### DATASET CONTENT
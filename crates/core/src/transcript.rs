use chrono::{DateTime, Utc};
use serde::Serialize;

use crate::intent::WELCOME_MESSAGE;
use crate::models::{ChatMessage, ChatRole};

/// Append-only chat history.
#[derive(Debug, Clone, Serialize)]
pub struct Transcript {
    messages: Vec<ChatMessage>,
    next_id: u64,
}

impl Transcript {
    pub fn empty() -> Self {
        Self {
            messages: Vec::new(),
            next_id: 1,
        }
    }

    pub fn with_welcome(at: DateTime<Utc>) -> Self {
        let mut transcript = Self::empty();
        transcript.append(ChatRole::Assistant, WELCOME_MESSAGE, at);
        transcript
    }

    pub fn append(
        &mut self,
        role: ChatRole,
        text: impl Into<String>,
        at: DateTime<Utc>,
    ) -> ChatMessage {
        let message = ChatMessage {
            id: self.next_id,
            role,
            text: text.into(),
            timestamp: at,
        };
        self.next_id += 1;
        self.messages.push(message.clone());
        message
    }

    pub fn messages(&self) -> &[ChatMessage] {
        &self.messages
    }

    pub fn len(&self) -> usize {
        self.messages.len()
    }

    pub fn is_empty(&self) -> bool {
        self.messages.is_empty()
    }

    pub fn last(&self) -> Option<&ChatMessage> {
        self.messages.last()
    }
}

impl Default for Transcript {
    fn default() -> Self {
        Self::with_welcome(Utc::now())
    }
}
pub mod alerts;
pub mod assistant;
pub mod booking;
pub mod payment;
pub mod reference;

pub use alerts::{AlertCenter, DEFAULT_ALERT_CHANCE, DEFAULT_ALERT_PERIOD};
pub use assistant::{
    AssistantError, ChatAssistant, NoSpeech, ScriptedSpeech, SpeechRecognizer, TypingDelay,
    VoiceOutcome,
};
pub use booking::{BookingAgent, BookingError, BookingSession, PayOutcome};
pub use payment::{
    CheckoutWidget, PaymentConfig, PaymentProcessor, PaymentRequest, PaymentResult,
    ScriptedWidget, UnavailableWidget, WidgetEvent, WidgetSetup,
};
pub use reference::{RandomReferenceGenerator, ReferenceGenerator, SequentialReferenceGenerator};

### WORK TASK
Look through the listing above and copy each line with the word "last" in it.

### FINAL ANSWER
    pub fn last(&self) -> Option<&ChatMessage> {
        self.messages.last()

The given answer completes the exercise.